Friday, October 19, 2012

Glitter and be...Barbara Cook

ROSEMARY HARRIS: Two musical Barb(a)ras held court in New York this past week.

I was out of town for Streisand's return to Brooklyn but happily I was home for Barbara Cook's 85th birthday celebration at Carnegie Hall.


 I fell in love with the music from Candide long before I knew that a very young Barbara Cook had originated the role of Cunegonde on the stage. All I knew was that Glitter and Be Gay was the music on The Dick Cavett Show and I wanted to hear the rest of the score.    ("Wow, Leonard Bernstein. He did West Side  Story.") Hey, I was young.

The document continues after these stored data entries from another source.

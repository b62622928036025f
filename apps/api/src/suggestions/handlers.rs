use axum::extract::State;
use axum::Json;
use serde::Deserialize;

use crate::ats::analyzer::FileMetadata;
use crate::errors::AppError;
use crate::models::profile::StructuredProfile;
use crate::state::AppState;
use crate::suggestions::generator::Suggestion;

#[derive(Debug, Deserialize)]
pub struct SuggestRequest {
    pub resume: StructuredProfile,
    #[serde(default)]
    pub file: Option<FileMetadata>,
}

/// POST /api/v1/suggestions
pub async fn handle_suggestions(
    State(state): State<AppState>,
    Json(req): Json<SuggestRequest>,
) -> Result<Json<Vec<Suggestion>>, AppError> {
    Ok(Json(state.suggester.generate(&req.resume, req.file.as_ref())))
}
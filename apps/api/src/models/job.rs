//! Job posting model consumed by the scoring and ranking services.

use serde::{Deserialize, Serialize};

/// Seniority band of a posting. Drives the fallback experience requirement
/// when the posting text carries no explicit "N years" phrase.
#[derive(Debug, Clone, Copy, Default, PartialEq, Eq, Serialize, Deserialize)]
#[serde(rename_all = "snake_case")]
pub enum ExperienceLevel {
    Entry,
    #[default]
    Mid,
    Senior,
    Lead,
    Executive,
}

impl ExperienceLevel {
    /// Fallback years-of-experience requirement per level.
    pub fn required_years(&self) -> f64 {
        match self {
            ExperienceLevel::Entry => 0.0,
            ExperienceLevel::Mid => 3.0,
            ExperienceLevel::Senior => 7.0,
            ExperienceLevel::Lead => 10.0,
            ExperienceLevel::Executive => 15.0,
        }
    }
}

#[derive(Debug, Clone, Serialize, Deserialize)]
pub struct SalaryRange {
    pub min: u32,
    pub max: u32,
    pub currency: String,
}

/// A job posting as supplied by the caller. `skills` and `requirements`
/// arrive already itemized; free text lives in `description`.
#[derive(Debug, Clone, Default, Serialize, Deserialize)]
pub struct JobProfile {
    pub title: String,
    pub company: String,
    pub location: Option<String>,
    pub employment_type: Option<String>,
    pub salary_range: Option<SalaryRange>,
    pub description: String,
    pub requirements: Vec<String>,
    pub responsibilities: Vec<String>,
    pub skills: Vec<String>,
    pub experience_level: ExperienceLevel,
    /// Precomputed embedding supplied by the caller, if any.
    pub embedding: Option<Vec<f32>>,
}

#[cfg(test)]
mod tests {
    use super::*;

    #[test]
    fn test_required_years_lookup_table() {
        assert_eq!(ExperienceLevel::Entry.required_years(), 0.0);
        assert_eq!(ExperienceLevel::Mid.required_years(), 3.0);
        assert_eq!(ExperienceLevel::Senior.required_years(), 7.0);
        assert_eq!(ExperienceLevel::Lead.required_years(), 10.0);
        assert_eq!(ExperienceLevel::Executive.required_years(), 15.0);
    }

    #[test]
    fn test_experience_level_serde_snake_case() {
        let level: ExperienceLevel = serde_json::from_str(r#""senior""#).unwrap();
        assert_eq!(level, ExperienceLevel::Senior);
        assert_eq!(serde_json::to_string(&level).unwrap(), r#""senior""#);
    }

    #[test]
    fn test_experience_level_default_is_mid() {
        assert_eq!(ExperienceLevel::default(), ExperienceLevel::Mid);
    }

    #[test]
    fn test_job_profile_deserializes_with_minimal_fields() {
        let json = r#"{
            "title": "Backend Engineer",
            "company": "Initech",
            "description": "Build services",
            "requirements": ["5+ years experience"],
            "responsibilities": [],
            "skills": ["rust", "postgres"],
            "experience_level": "senior"
        }"#;
        let job: JobProfile = serde_json::from_str(json).unwrap();
        assert_eq!(job.title, "Backend Engineer");
        assert_eq!(job.skills.len(), 2);
        assert!(job.location.is_none());
        assert!(job.embedding.is_none());
    }
}
use axum::{extract::State, Json};
use serde::Deserialize;
use std::sync::Arc;
use tracing::warn;
use uuid::Uuid;

use crate::errors::AppError;
use crate::models::job::JobProfile;
use crate::models::profile::StructuredProfile;
use crate::state::AppState;

use super::ranking::{self, RankOptions, RankOutcome};
use super::scoring::MatchResult;

#[derive(Deserialize)]
pub struct ScoreRequest {
    pub resume: StructuredProfile,
    pub job: JobProfile,
}

#[derive(Deserialize)]
pub struct IdentifiedResume {
    pub id: Uuid,
    pub resume: StructuredProfile,
}

#[derive(Deserialize)]
pub struct IdentifiedJob {
    pub id: Uuid,
    pub job: JobProfile,
}

/// Either one job against many resumes, or one resume against many jobs.
#[derive(Deserialize)]
pub struct RankRequest {
    pub job: Option<JobProfile>,
    #[serde(default)]
    pub resumes: Vec<IdentifiedResume>,
    pub resume: Option<StructuredProfile>,
    #[serde(default)]
    pub jobs: Vec<IdentifiedJob>,
    #[serde(default)]
    pub options: RankOptions,
}

/// POST /api/v1/match/score
pub async fn handle_score(
    State(state): State<AppState>,
    Json(req): Json<ScoreRequest>,
) -> Result<Json<MatchResult>, AppError> {
    let mut resume = req.resume;
    let mut job = req.job;
    fill_missing_embeddings(&state, &mut resume, &mut job).await;
    Ok(Json(state.engine.score(&resume, &job)))
}

/// POST /api/v1/match/rank
pub async fn handle_rank(
    State(state): State<AppState>,
    Json(req): Json<RankRequest>,
) -> Result<Json<RankOutcome>, AppError> {
    let engine = Arc::clone(&state.engine);
    let concurrency = state.config.rank_concurrency;
    let outcome = match (req.job, req.resume) {
        (Some(job), None) => {
            let resumes = req.resumes.into_iter().map(|r| (r.id, r.resume)).collect();
            ranking::rank_resumes(engine, Arc::new(job), resumes, req.options, concurrency).await
        }
        (None, Some(resume)) => {
            let jobs = req.jobs.into_iter().map(|j| (j.id, j.job)).collect();
            ranking::rank_jobs(engine, Arc::new(resume), jobs, req.options, concurrency).await
        }
        _ => {
            return Err(AppError::Validation(
                "provide either a job with resumes or a resume with jobs".to_string(),
            ))
        }
    };
    Ok(Json(outcome))
}

/// Fetches any absent embedding when a provider is configured. A provider
/// failure downgrades the request to scoring without semantics instead of
/// failing it.
async fn fill_missing_embeddings(
    state: &AppState,
    resume: &mut StructuredProfile,
    job: &mut JobProfile,
) {
    let Some(provider) = &state.embedder else {
        return;
    };
    if resume.embedding.is_none() && !resume.raw_text.trim().is_empty() {
        match provider.embed(&resume.raw_text).await {
            Ok(vector) => resume.embedding = Some(vector),
            Err(err) => warn!(error = %err, "resume embedding failed, scoring without it"),
        }
    }
    if job.embedding.is_none() {
        let text = format!(
            "{} {} {}",
            job.title,
            job.description,
            job.requirements.join(" ")
        );
        if !text.trim().is_empty() {
            match provider.embed(&text).await {
                Ok(vector) => job.embedding = Some(vector),
                Err(err) => warn!(error = %err, "job embedding failed, scoring without it"),
            }
        }
    }
}

#[cfg(test)]
mod tests {
    use super::*;
    use crate::ats::analyzer::AtsAnalyzer;
    use crate::config::Config;
    use crate::matching::scoring::MatchEngine;
    use crate::matching::weights::MatchWeights;
    use crate::suggestions::generator::SuggestionEngine;
    use crate::vocab::Vocabulary;

    fn make_state() -> AppState {
        let vocab = Arc::new(Vocabulary::default());
        AppState {
            config: Config {
                port: 3001,
                rust_log: "info".to_string(),
                embedding_api_url: None,
                embedding_api_key: None,
                rank_concurrency: 2,
                weights: MatchWeights::default(),
            },
            vocab: Arc::clone(&vocab),
            engine: Arc::new(
                MatchEngine::new(MatchWeights::default(), Arc::clone(&vocab))
                    .expect("valid weights"),
            ),
            ats: Arc::new(AtsAnalyzer::new(Arc::clone(&vocab)).expect("valid analyzer weights")),
            suggester: Arc::new(SuggestionEngine::new(Arc::clone(&vocab))),
            embedder: None,
        }
    }

    fn make_resume(skills: &[&str]) -> StructuredProfile {
        let mut resume = StructuredProfile::default();
        resume.skills.technical = skills.iter().map(|s| s.to_string()).collect();
        resume
    }

    fn make_job(skills: &[&str]) -> JobProfile {
        JobProfile {
            title: "Engineer".to_string(),
            skills: skills.iter().map(|s| s.to_string()).collect(),
            ..Default::default()
        }
    }

    #[tokio::test]
    async fn test_score_handler_scores_without_embedder() {
        let response = handle_score(
            State(make_state()),
            Json(ScoreRequest {
                resume: make_resume(&["rust"]),
                job: make_job(&["rust"]),
            }),
        )
        .await
        .expect("score succeeds");
        assert_eq!(response.0.breakdown.skills, 100);
        assert!(response.0.embedding_missing);
    }

    #[tokio::test]
    async fn test_rank_handler_orders_resumes_by_score() {
        let request = RankRequest {
            job: Some(make_job(&["rust", "kafka"])),
            resumes: vec![
                IdentifiedResume {
                    id: Uuid::from_u128(1),
                    resume: make_resume(&["rust"]),
                },
                IdentifiedResume {
                    id: Uuid::from_u128(2),
                    resume: make_resume(&["rust", "kafka"]),
                },
            ],
            resume: None,
            jobs: Vec::new(),
            options: RankOptions {
                min_score: 0,
                limit: 10,
            },
        };
        let response = handle_rank(State(make_state()), Json(request))
            .await
            .expect("rank succeeds");
        let outcome = response.0;
        assert_eq!(outcome.candidates.len(), 2);
        assert_eq!(outcome.candidates[0].id, Uuid::from_u128(2));
        assert_eq!(outcome.summary.total_considered, 2);
    }

    #[tokio::test]
    async fn test_rank_handler_rejects_ambiguous_body() {
        let request = RankRequest {
            job: None,
            resumes: Vec::new(),
            resume: None,
            jobs: Vec::new(),
            options: RankOptions::default(),
        };
        let result = handle_rank(State(make_state()), Json(request)).await;
        assert!(matches!(result, Err(AppError::Validation(_))));
    }
}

I wore out albums, cassettes and cds before I had a chance to see Candide, first on Broadway, in 1997 with Jim Dale, Harolyn Blackwell and Andrea Martin (hysterical as the Old Woman who was "so easily assimilated!") and then again in London.

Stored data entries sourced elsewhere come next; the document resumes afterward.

#![allow(dead_code)]

use axum::{
    http::StatusCode,
    response::{IntoResponse, Response},
    Json,
};
use serde_json::json;
use thiserror::Error;

/// Application-level error type.
/// Implements `IntoResponse` so Axum handlers can return `Result<T, AppError>`.
#[derive(Debug, Error)]
pub enum AppError {
    #[error("Not found: {0}")]
    NotFound(String),

    #[error("Validation error: {0}")]
    Validation(String),

    #[error("Configuration error: {0}")]
    Configuration(String),

    #[error("Embedding provider error: {0}")]
    Embedding(String),

    #[error("Internal server error: {0}")]
    Internal(#[from] anyhow::Error),
}

impl IntoResponse for AppError {
    fn into_response(self) -> Response {
        let (status, code, message) = match &self {
            AppError::NotFound(msg) => (StatusCode::NOT_FOUND, "NOT_FOUND", msg.clone()),
            AppError::Validation(msg) => (StatusCode::BAD_REQUEST, "VALIDATION_ERROR", msg.clone()),
            AppError::Configuration(msg) => {
                tracing::error!("Configuration error: {msg}");
                (
                    StatusCode::INTERNAL_SERVER_ERROR,
                    "CONFIGURATION_ERROR",
                    "The service is misconfigured".to_string(),
                )
            }
            AppError::Embedding(msg) => {
                tracing::error!("Embedding provider error: {msg}");
                (
                    StatusCode::BAD_GATEWAY,
                    "EMBEDDING_ERROR",
                    "The embedding provider could not be reached".to_string(),
                )
            }
            AppError::Internal(e) => {
                tracing::error!("Internal error: {e:?}");
                (
                    StatusCode::INTERNAL_SERVER_ERROR,
                    "INTERNAL_ERROR",
                    "An internal server error occurred".to_string(),
                )
            }
        };

        let body = Json(json!({
            "error": {
                "code": code,
                "message": message
            }
        }));

        (status, body).into_response()
    }
}

#[cfg(test)]
mod tests {
    use super::*;

    #[test]
    fn test_validation_error_maps_to_bad_request() {
        let response = AppError::Validation("raw_text must not be empty".to_string()).into_response();
        assert_eq!(response.status(), StatusCode::BAD_REQUEST);
    }

    #[test]
    fn test_embedding_error_maps_to_bad_gateway() {
        let response = AppError::Embedding("timeout".to_string()).into_response();
        assert_eq!(response.status(), StatusCode::BAD_GATEWAY);
    }
}
//! Keyword coverage scoring.
//!
//! The job side defines the target set: tokens from the description and
//! requirements. Coverage is bidirectional containment so "router" in a
//! résumé still counts toward "routers" in the posting.

use crate::extraction::keywords::tokenize;
use crate::models::job::JobProfile;
use crate::vocab::Vocabulary;

#[derive(Debug, Clone)]
pub struct KeywordScore {
    pub score: u32,
    pub matched: Vec<String>,
    pub missing: Vec<String>,
}

/// Deduplicated keyword tokens from the job's description and requirements.
pub fn job_keywords(job: &JobProfile, vocab: &Vocabulary) -> Vec<String> {
    let text = format!("{} {}", job.description, job.requirements.join(" "));
    tokenize(&text, vocab)
}

/// Fraction of job keywords covered by résumé keywords, as 0-100.
/// A job with no extractable keywords scores 0.
pub fn score_keywords(resume_keywords: &[String], job_keywords: &[String]) -> KeywordScore {
    if job_keywords.is_empty() {
        return KeywordScore {
            score: 0,
            matched: Vec::new(),
            missing: Vec::new(),
        };
    }

    let mut matched = Vec::new();
    let mut missing = Vec::new();
    for keyword in job_keywords {
        let covered = resume_keywords
            .iter()
            .any(|r| r.contains(keyword.as_str()) || keyword.contains(r.as_str()));
        if covered {
            matched.push(keyword.clone());
        } else {
            missing.push(keyword.clone());
        }
    }

    let score = ((matched.len() as f64 / job_keywords.len() as f64) * 100.0).round() as u32;
    KeywordScore {
        score,
        matched,
        missing,
    }
}

#[cfg(test)]
mod tests {
    use super::*;

    fn owned(list: &[&str]) -> Vec<String> {
        list.iter().map(|s| s.to_string()).collect()
    }

    #[test]
    fn test_job_keywords_tokenize_description_and_requirements() {
        let vocab = Vocabulary::default();
        let job = JobProfile {
            description: "Build streaming pipelines.".to_string(),
            requirements: vec!["Kafka experience".to_string()],
            ..Default::default()
        };
        let keywords = job_keywords(&job, &vocab);
        assert_eq!(keywords, vec!["build", "streaming", "pipelines", "kafka", "experience"]);
    }

    #[test]
    fn test_coverage_fraction_rounds() {
        let job = owned(&["kafka", "streams", "latency"]);
        let resume = owned(&["kafka", "latency"]);
        let result = score_keywords(&resume, &job);
        assert_eq!(result.score, 67);
        assert_eq!(result.matched, vec!["kafka", "latency"]);
        assert_eq!(result.missing, vec!["streams"]);
    }

    #[test]
    fn test_containment_counts_plural_variants() {
        let result = score_keywords(&owned(&["router"]), &owned(&["routers"]));
        assert_eq!(result.score, 100);
    }

    #[test]
    fn test_empty_job_keywords_scores_zero() {
        let result = score_keywords(&owned(&["anything"]), &[]);
        assert_eq!(result.score, 0);
        assert!(result.matched.is_empty());
    }
}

It would be more years before I got to hear Glitter and Be Gay performed by the original Cunegonde. My husband is a big fan so we've seen her a few times. When he asked if I wanted to see her again I thought - again? Really?  Inwardly, I thought I was making a big sacrifice but to paraphrase another Broadway lyric, this is what I did for love

I'm so glad I went!

First off, we should all be as funny, energetic and ready to try something new at 85 as Barbara Cook is. This was not her typical show filled with theatre music - nary a Sondheim tune, sorry to say. It was swing, and jazzy with some totally unexpected songs. House of the Rising Sun? Dan Hicks and His Hot Licks?

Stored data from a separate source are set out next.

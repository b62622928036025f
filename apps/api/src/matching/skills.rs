//! Skill overlap scoring.
//!
//! The score walks the job's skills: an exact normalized match earns full
//! credit, otherwise the first résumé skill within Levenshtein range earns
//! half credit. Matched/missing lists use looser bidirectional containment
//! so "aws" still lines up with "aws lambda" in the report.

use strsim::levenshtein;

pub const FUZZY_SIMILARITY_THRESHOLD: f64 = 0.7;
pub const FUZZY_MATCH_CREDIT: f64 = 0.5;

#[derive(Debug, Clone)]
pub struct SkillScore {
    pub score: u32,
    pub matched: Vec<String>,
    pub missing: Vec<String>,
}

/// Normalized Levenshtein similarity: `(max_len - distance) / max_len`
/// measured in characters. Two empty strings are identical.
pub fn levenshtein_similarity(a: &str, b: &str) -> f64 {
    let max_len = a.chars().count().max(b.chars().count());
    if max_len == 0 {
        return 1.0;
    }
    let distance = levenshtein(a, b);
    max_len.saturating_sub(distance) as f64 / max_len as f64
}

/// Scores résumé skills against job skills. Either side empty scores 0.
pub fn score_skills(resume_skills: &[String], job_skills: &[String]) -> SkillScore {
    let resume = normalize_skills(resume_skills);
    let job = normalize_skills(job_skills);
    if resume.is_empty() || job.is_empty() {
        return SkillScore {
            score: 0,
            matched: Vec::new(),
            missing: job,
        };
    }

    let mut total = 0.0f64;
    for job_skill in &job {
        if resume.iter().any(|r| r == job_skill) {
            total += 1.0;
            continue;
        }
        if resume
            .iter()
            .any(|r| levenshtein_similarity(r, job_skill) > FUZZY_SIMILARITY_THRESHOLD)
        {
            total += FUZZY_MATCH_CREDIT;
        }
    }
    let score = ((total / job.len() as f64) * 100.0).round().min(100.0) as u32;

    let mut matched = Vec::new();
    let mut missing = Vec::new();
    for job_skill in &job {
        let covered = resume
            .iter()
            .any(|r| r.contains(job_skill.as_str()) || job_skill.contains(r.as_str()));
        if covered {
            matched.push(job_skill.clone());
        } else {
            missing.push(job_skill.clone());
        }
    }

    SkillScore {
        score,
        matched,
        missing,
    }
}

/// Lowercased, trimmed, deduplicated, in first-seen order.
pub fn normalize_skills(skills: &[String]) -> Vec<String> {
    let mut out: Vec<String> = Vec::new();
    for skill in skills {
        let normalized = skill.trim().to_lowercase();
        if !normalized.is_empty() && !out.contains(&normalized) {
            out.push(normalized);
        }
    }
    out
}
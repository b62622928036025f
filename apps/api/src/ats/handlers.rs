use axum::{extract::State, Json};
use serde::Deserialize;

use super::analyzer::{AtsReport, FileMetadata};
use crate::errors::AppError;
use crate::models::profile::StructuredProfile;
use crate::state::AppState;

#[derive(Deserialize)]
pub struct AtsRequest {
    pub resume: StructuredProfile,
    #[serde(default)]
    pub file: Option<FileMetadata>,
}

/// POST /api/v1/ats/analyze
pub async fn handle_analyze(
    State(state): State<AppState>,
    Json(req): Json<AtsRequest>,
) -> Result<Json<AtsReport>, AppError> {
    Ok(Json(state.ats.analyze(&req.resume, req.file.as_ref())))
}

After a terrific set which included some standards that I bet the other Barbra also sang, the birthday celebration began with special appearances by opera singer Susan Graham, guitarist John Pizzarelli, Sheldon Harnick and Josh Groban. I left Carnegie Hall feeling like I had just seen a living legend.  I was lucky enough to see Judy Garland a number of times (my mom was a fan) and Pavarotti, but it made me sorry that I had never seen Frank Sinatra, Rosemary Clooney or Elvis Presley live.













Which living legends have you seen or want to see ?

39 comments:

  1. I'd like to see Bob Seger. Love, love, love his music.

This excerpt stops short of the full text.